S’en suivra toutefois une quinzaine de transactions jusqu’en juin 2024 pour toutes sortes de prétextes évoqués par les acheteurs, qui réclamaient taxes, impôts, cautions, frais et pénalités, notamment, pour compléter la vente (voir encadré).
Le retraité était toutefois convaincu qu’il pourrait récupérer ces sommes une fois le timeshare vendu, puisqu’elles avaient été placées «dans une fiducie», selon ce qu’on lui avait expliqué.
Son argent apparaît d’ailleurs encore sur le site de la prétendue firme financière américaine US Commercial Escrow Corp., quand il s’enregistre. À l’adresse déclarée par cette organisation à New York, il n’y a toutefois aucune trace de l’entreprise, a pu faire vérifier sur place notre Bureau d’enquête. Quand on appelle, il n’y a aucun message vocal, et la boîte vocale est pleine.

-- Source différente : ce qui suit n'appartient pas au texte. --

impl SimPeer {
    /// Park subsequently submitted streaming requests instead of
    /// completing them immediately.
    pub fn hold_completions(&mut self, hold: bool) {
        self.hold = hold;
    }

    /// Name a graph handle was initialized with, if it is live.
    #[must_use]
    pub fn graph_name(&self, handle: u64) -> Option<&str> {
        self.graphs.get(&handle).map(|g| g.name.as_str())
    }

    /// Release one parked request so the next poll observes it complete.
    pub fn release_completion(&mut self, seq: u64) {
        if let Some(nbytes) = self.held.remove(&seq) {
            *self.completions.entry(seq).or_insert(0) += nbytes;
        }
    }

    fn region_mut(&mut self, addr: u64) -> Option<&mut Region> {
        self.regions
            .iter_mut()
            .find(|r| addr >= r.base && addr < r.base + r.data.len() as u64)
    }

    fn note_completion(&mut self, seq: u64, nbytes: u64) {
        if seq == 0 {
            return;
        }
        if self.hold {
            *self.held.entry(seq).or_insert(0) += nbytes;
        } else {
            *self.completions.entry(seq).or_insert(0) += nbytes;
        }
    }

    fn sync_export(region: &Region) {
        if let Some(path) = &region.export_path {
            if let Err(e) = fs::write(path, &region.data) {
                log::warn!("loopback: export sync to {} failed: {e}", path.display());
            }
        }
    }

    /// Executes one decoded request and produces the response payload.
    fn handle(&mut self, frame: &[u8]) -> ShimResult<Vec<u8>> {
        let mut rd = Reader::new(frame);
        let call = rd.call_name()?.to_string();
        let mut resp = Message::response(true);
        match call.as_str() {
            "allocBuffer" => {
                let base = rd.u64()?;
                let size = rd.u64()?;
                let _no_host_memory = rd.bool()?;
                self.regions.push(Region {
                    base,
                    data: vec![0; size as usize],
                    export_path: None,
                });
            }
            "freeBuffer" => {
                let base = rd.u64()?;
                self.regions.retain(|r| r.base != base);
            }
            "writeMem" => {
                let dst = rd.u64()?;
                let data = rd.bytes()?.to_vec();
                let Some(region) = self.region_mut(dst) else {
                    return Ok(Message::response(false).into_frame());
                };
                let at = (dst - region.base) as usize;
                if at + data.len() > region.data.len() {
                    return Ok(Message::response(false).into_frame());
                }
                region.data[at..at + data.len()].copy_from_slice(&data);
                Self::sync_export(region);
                resp.push_u64(data.len() as u64);
            }
            "readMem" => {
                let src = rd.u64()?;
                let len = rd.u64()? as usize;
                let Some(region) = self.region_mut(src) else {
                    return Ok(Message::response(false).into_frame());
                };
                let at = (src - region.base) as usize;
                let end = (at + len).min(region.data.len());
                let bytes = region.data[at..end].to_vec();
                resp.push_bytes(&bytes);
            }
            "writeCtrlReg" => {
                let offset = rd.u64()?;
                let data = rd.bytes()?;
                for (i, word) in data.chunks_exact(4).enumerate() {
                    self.registers.insert(
                        offset + 4 * i as u64,
                        u32::from_le_bytes(word.try_into().unwrap()),
                    );
                }
            }
            "readCtrlReg" => {
                let offset = rd.u64()?;
                let _len = rd.u64()?;
                let word = self.registers.get(&offset).copied().unwrap_or(0);
                resp.push_bytes(&word.to_le_bytes());
            }
            "loadBitstream" => {
                let _device_dir = rd.str()?;
                let _binary_dir = rd.str()?;
                let _image = rd.bytes()?;
                let _verbose = rd.bool()?;
                self.bitstream_loads += 1;
            }
            "setupInstance" => {
                let base = rd.u64()?;
                let count = rd.u32()?;
                let mut args = Vec::with_capacity(count as usize);
                for _ in 0..count {
                    let arg = rd.u64()?;
                    let flow = rd.u64()?;
                    let tag = rd.str()?.to_string();
                    args.push((arg, flow, tag));
                }
                self.instance_configs.push((base, args));
            }
            "createQueue" => {
                let _write = rd.bool()?;
                self.next_queue += 1;
                self.queues.insert(self.next_queue, VecDeque::new());
                resp.push_u64(self.next_queue);
            }
            "destroyQueue" => {
                let handle = rd.u64()?;
                if self.queues.remove(&handle).is_none() {
                    return Ok(Message::response(false).into_frame());
                }
            }
            "writeQueue" => {
                let handle = rd.u64()?;
                let seq = rd.u64()?;
                let data = rd.bytes()?.to_vec();
                let _eot = rd.bool()?;
                let Some(queue) = self.queues.get_mut(&handle) else {
                    return Ok(Message::response(false).into_frame());
                };
                queue.extend(data.iter().copied());
                self.note_completion(seq, data.len() as u64);
                resp.push_u64(data.len() as u64);
            }
            "readQueue" => {
                let handle = rd.u64()?;
                let seq = rd.u64()?;
                let len = rd.u64()? as usize;
                let _eot = rd.bool()?;
                let Some(queue) = self.queues.get_mut(&handle) else {
                    return Ok(Message::response(false).into_frame());
                };
                let take = len.min(queue.len());
                let bytes: Vec<u8> = queue.drain(..take).collect();
                self.note_completion(seq, bytes.len() as u64);
                resp.push_bytes(&bytes);
            }
            "pollCompletion" => {
                let seq = rd.u64()?;
                let count = rd.u32()?;
                for _ in 0..count {
                    let _addr = rd.u64()?;
                    let _len = rd.u64()?;
                }
                let nbytes = self.completions.remove(&seq).unwrap_or(0);
                resp.push_u64(nbytes);
            }
            "exportBuffer" => {
                let base = rd.u64()?;
                let path = PathBuf::from(rd.str()?);
                let _size = rd.u64()?;
                let Some(region) = self.region_mut(base) else {
                    return Ok(Message::response(false).into_frame());
                };
                region.export_path = Some(path);
                Self::sync_export(region);
            }
            "importBuffer" => {
                let path = PathBuf::from(rd.str()?);
                let base = rd.u64()?;
                let size = rd.u64()? as usize;
                let mut data = fs::read(&path).map_err(ShimError::Io)?;
                data.resize(size, 0);
                let Some(region) = self.region_mut(base) else {
                    return Ok(Message::response(false).into_frame());
                };
                let n = size.min(region.data.len());
                region.data[..n].copy_from_slice(&data[..n]);
                region.export_path = Some(path);
            }
            "copyBuffer" => {
                let src_base = rd.u64()?;
                let dst_path = PathBuf::from(rd.str()?);
                let size = rd.u64()? as usize;
                let src_off = rd.u64()? as usize;
                let dst_off = rd.u64()? as usize;
                let Some(region) = self.region_mut(src_base) else {
                    return Ok(Message::response(false).into_frame());
                };
                if src_off + size > region.data.len() {
                    return Ok(Message::response(false).into_frame());
                }
                let chunk = region.data[src_off..src_off + size].to_vec();
                let mut file = fs::read(&dst_path).unwrap_or_default();
                if file.len() < dst_off + size {
                    file.resize(dst_off + size, 0);
                }
                file[dst_off..dst_off + size].copy_from_slice(&chunk);
                fs::write(&dst_path, file).map_err(ShimError::Io)?;
            }
            "graphInit" => {
                let handle = rd.u64()?;
                let name = rd.str()?.to_string();
                self.graphs.insert(
                    handle,
                    Graph {
                        name,
                        ..Graph::default()
                    },
                );
            }
            "graphRun" => {
                let handle = rd.u64()?;
                let _iterations = rd.u32()?;
                let Some(graph) = self.graphs.get_mut(&handle) else {
                    return Ok(Message::response(false).into_frame());
                };
                graph.running = true;
            }
            "graphWait" => {
                let handle = rd.u64()?;
                let Some(graph) = self.graphs.get_mut(&handle) else {
                    return Ok(Message::response(false).into_frame());
                };
                graph.running = false;
            }
            "graphEnd" => {
                let handle = rd.u64()?;
                if self.graphs.remove(&handle).is_none() {
                    return Ok(Message::response(false).into_frame());
                }
            }
            "graphUpdateRTP" => {
                let handle = rd.u64()?;
                let port = rd.str()?.to_string();
                let value = rd.bytes()?.to_vec();
                let Some(graph) = self.graphs.get_mut(&handle) else {
                    return Ok(Message::response(false).into_frame());
                };
                graph.rtps.insert(port, value);
            }
            "graphReadRTP" => {
                let handle = rd.u64()?;
                let port = rd.str()?.to_string();
                let len = rd.u64()? as usize;
                let Some(graph) = self.graphs.get(&handle) else {
                    return Ok(Message::response(false).into_frame());
                };
                let mut value = graph.rtps.get(&port).cloned().unwrap_or_default();
                value.truncate(len);
                resp.push_bytes(&value);
            }
            "execBuf" => {
                let base = rd.u64()?;
                if self.region_mut(base).is_none() {
                    return Ok(Message::response(false).into_frame());
                }
                self.exec_submissions.push(base);
            }
            "close" => {
                self.closed = true;
            }
            other => {
                log::warn!("loopback: unknown call {other}");
                return Ok(Message::response(false).into_frame());
            }
        }
        Ok(resp.into_frame())
    }
}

Au mois d’août, on lui aurait réclamé à nouveau des montants. De plus en plus inquiet, M. Chabot a alors contacté son député, qui le réfère au Centre antifraude du Canada. C’est à ce moment qu’on l’informe qu’il est très probablement victime d’une arnaque. Le retraité porte finalement plainte à la police en octobre (voir autre texte).
«Je ne suis pas fier, j’aurais dû être plus méfiant», a expliqué humblement Réjean Chabot à notre Bureau d’enquête lors d’une rencontre à sa résidence en banlieue de Québec.
Enquête en cours
Réjean Chabot n’a pas caché que les montants perdus hypothèquent très sérieusement sa retraite. Il garde toutefois espoir de retrouver ses sommes.
La police de Québec confirme qu’une enquête a été ouverte à la suite de la fraude dont aurait été victime le retraité Réjean Chabot. Selon nos informations, l’investigation est toutefois loin d’être simple, car beaucoup d’indices mèneraient les forces de l’ordre à penser que les suspects dans cette affaire se trouvent en territoire mexicain.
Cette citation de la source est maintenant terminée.